TASK: Where a line below holds the string "kind", copy that line.

Stored data entries:

= = =

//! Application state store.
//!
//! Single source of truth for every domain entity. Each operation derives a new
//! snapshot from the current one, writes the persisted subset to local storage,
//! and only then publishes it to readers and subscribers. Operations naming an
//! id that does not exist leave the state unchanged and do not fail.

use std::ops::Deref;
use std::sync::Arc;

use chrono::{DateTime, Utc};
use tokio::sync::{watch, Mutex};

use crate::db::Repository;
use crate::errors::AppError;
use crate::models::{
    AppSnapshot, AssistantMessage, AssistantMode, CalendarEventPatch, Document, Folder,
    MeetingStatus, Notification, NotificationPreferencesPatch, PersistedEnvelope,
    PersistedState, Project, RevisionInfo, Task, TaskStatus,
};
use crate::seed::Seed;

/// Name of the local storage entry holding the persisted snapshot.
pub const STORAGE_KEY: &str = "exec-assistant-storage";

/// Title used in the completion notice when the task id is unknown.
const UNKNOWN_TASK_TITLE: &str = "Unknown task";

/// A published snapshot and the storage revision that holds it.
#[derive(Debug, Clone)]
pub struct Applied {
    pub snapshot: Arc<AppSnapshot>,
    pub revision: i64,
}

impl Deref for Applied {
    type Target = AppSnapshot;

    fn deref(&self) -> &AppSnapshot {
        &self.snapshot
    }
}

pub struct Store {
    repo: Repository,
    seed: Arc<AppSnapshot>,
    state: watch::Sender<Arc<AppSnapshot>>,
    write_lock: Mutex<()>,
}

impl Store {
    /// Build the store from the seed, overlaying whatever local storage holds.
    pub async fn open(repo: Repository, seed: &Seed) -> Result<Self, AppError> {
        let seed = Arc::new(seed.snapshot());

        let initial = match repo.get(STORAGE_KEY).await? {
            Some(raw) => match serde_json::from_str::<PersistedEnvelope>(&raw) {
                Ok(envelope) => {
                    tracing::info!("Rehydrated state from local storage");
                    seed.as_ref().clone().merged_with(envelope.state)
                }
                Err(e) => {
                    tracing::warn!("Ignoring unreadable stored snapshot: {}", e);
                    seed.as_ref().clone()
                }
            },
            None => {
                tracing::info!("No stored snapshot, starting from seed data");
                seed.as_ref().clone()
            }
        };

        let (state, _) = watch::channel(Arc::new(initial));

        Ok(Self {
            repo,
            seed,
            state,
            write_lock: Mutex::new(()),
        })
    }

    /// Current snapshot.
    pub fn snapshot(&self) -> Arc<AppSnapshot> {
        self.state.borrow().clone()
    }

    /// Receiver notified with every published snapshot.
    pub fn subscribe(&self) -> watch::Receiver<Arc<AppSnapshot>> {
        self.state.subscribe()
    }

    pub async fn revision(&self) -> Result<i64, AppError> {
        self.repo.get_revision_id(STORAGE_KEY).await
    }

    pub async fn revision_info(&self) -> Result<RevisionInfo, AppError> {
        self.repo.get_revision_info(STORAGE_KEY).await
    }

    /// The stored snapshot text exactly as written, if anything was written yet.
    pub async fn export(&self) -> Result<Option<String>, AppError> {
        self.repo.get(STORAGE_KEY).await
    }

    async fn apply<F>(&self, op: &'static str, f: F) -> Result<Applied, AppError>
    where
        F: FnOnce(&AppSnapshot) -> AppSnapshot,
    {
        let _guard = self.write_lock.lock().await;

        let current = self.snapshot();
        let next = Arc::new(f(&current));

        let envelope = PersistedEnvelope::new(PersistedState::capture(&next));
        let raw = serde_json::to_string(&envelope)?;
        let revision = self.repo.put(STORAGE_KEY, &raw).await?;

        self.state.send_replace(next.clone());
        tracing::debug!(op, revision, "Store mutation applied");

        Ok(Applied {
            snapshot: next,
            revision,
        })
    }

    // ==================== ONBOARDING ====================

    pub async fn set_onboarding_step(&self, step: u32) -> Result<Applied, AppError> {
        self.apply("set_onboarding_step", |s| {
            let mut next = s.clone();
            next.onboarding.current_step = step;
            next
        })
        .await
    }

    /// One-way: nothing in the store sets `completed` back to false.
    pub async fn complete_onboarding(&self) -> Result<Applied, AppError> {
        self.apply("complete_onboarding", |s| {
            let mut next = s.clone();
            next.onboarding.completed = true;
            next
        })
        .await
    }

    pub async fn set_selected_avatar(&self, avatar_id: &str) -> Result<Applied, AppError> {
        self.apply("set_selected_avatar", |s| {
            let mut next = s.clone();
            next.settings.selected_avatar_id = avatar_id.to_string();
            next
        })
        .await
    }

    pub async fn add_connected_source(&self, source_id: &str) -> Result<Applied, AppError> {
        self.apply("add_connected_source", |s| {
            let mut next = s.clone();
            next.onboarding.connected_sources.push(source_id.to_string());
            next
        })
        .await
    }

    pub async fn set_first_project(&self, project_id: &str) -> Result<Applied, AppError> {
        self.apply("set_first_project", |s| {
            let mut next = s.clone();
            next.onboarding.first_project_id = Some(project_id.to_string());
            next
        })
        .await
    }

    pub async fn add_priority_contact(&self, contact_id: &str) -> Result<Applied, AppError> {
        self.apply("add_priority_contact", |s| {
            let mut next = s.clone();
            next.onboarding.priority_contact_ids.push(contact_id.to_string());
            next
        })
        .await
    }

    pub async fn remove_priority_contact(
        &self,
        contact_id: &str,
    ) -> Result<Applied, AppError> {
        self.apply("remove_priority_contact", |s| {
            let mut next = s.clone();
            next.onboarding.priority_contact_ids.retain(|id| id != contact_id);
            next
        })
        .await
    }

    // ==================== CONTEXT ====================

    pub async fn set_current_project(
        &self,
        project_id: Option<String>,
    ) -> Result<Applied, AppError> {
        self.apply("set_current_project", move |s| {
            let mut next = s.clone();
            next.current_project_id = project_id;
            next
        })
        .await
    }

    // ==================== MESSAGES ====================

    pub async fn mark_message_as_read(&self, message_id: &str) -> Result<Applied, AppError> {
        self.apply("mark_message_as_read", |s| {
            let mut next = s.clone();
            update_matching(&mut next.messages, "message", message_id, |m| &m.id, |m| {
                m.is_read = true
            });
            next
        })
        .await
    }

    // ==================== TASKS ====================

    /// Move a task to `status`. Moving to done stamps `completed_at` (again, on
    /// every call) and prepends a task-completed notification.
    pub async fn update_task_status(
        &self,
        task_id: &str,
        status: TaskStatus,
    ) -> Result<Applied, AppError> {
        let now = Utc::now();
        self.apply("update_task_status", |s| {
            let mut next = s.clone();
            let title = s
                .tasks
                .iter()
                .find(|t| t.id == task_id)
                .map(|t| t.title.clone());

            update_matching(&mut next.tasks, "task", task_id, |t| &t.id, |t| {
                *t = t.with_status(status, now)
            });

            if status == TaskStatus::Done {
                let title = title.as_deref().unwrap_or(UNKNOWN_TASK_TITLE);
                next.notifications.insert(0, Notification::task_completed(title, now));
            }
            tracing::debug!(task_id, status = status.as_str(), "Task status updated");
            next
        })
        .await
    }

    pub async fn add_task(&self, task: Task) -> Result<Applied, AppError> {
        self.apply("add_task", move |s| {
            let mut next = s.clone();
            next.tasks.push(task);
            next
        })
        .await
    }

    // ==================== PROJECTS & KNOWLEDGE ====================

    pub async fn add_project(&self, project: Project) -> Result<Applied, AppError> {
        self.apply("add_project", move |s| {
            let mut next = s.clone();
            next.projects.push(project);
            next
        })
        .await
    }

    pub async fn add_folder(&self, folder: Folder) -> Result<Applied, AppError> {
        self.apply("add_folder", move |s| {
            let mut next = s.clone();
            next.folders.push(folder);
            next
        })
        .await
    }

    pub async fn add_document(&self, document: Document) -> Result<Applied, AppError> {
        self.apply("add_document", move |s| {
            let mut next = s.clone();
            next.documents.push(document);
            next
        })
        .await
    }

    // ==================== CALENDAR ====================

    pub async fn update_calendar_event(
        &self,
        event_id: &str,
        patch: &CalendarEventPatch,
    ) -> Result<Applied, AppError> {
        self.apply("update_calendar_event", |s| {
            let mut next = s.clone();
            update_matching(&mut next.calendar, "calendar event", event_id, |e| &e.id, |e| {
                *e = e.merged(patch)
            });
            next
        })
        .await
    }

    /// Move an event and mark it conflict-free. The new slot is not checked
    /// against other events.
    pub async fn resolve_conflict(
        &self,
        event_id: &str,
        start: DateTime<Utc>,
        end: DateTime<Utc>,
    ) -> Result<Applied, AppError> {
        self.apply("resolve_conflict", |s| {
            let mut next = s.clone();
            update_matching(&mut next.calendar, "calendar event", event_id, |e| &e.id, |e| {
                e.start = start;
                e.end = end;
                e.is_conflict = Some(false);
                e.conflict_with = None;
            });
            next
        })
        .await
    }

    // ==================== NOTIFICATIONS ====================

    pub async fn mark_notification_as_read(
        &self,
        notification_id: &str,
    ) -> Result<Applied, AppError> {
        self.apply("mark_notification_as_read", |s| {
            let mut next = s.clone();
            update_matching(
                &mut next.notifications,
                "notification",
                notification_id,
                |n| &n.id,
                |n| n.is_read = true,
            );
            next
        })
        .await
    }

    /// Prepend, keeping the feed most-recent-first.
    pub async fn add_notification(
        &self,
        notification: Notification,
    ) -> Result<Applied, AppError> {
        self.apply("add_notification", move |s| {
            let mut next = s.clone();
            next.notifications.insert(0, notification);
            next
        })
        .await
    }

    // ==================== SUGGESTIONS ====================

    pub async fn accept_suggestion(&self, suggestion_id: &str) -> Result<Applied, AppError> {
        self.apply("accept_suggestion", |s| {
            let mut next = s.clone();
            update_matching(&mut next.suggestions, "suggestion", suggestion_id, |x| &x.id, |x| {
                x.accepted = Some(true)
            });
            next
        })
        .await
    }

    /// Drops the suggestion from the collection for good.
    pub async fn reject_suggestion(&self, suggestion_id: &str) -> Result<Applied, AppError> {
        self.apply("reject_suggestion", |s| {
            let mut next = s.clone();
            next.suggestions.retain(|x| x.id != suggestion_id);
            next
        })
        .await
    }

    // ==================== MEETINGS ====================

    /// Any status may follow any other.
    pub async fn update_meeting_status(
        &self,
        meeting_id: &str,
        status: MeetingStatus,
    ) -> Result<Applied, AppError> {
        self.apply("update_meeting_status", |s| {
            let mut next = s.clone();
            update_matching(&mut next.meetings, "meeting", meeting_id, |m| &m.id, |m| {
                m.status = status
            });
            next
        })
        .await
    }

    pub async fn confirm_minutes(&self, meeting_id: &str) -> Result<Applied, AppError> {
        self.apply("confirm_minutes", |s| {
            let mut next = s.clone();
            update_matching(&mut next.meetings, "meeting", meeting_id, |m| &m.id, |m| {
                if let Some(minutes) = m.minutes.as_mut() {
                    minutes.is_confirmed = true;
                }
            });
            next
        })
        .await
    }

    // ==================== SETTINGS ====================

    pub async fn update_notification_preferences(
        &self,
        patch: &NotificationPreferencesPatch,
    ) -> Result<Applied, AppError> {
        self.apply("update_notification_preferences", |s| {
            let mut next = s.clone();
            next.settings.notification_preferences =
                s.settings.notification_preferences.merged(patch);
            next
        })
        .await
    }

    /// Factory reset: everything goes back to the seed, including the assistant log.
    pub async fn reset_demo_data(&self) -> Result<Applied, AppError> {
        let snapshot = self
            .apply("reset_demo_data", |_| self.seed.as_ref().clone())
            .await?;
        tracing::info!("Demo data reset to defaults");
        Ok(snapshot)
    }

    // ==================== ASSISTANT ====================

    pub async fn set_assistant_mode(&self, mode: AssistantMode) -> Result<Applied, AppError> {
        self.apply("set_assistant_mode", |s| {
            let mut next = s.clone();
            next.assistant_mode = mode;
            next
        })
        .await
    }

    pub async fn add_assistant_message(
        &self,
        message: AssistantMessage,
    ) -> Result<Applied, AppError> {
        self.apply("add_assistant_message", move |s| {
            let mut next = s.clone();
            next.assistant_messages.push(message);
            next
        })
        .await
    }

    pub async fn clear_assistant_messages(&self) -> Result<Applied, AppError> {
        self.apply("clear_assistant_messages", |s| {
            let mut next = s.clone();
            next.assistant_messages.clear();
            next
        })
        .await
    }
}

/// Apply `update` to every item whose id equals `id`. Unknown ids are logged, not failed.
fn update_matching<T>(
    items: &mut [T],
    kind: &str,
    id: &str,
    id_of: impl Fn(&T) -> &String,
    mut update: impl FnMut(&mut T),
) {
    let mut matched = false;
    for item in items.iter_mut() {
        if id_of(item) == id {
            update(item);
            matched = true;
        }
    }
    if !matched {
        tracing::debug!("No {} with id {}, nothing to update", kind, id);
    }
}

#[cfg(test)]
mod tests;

= = =

EXERCISE OUTPUT:
    kind: &str,
        tracing::debug!("No {} with id {}, nothing to update", kind, id);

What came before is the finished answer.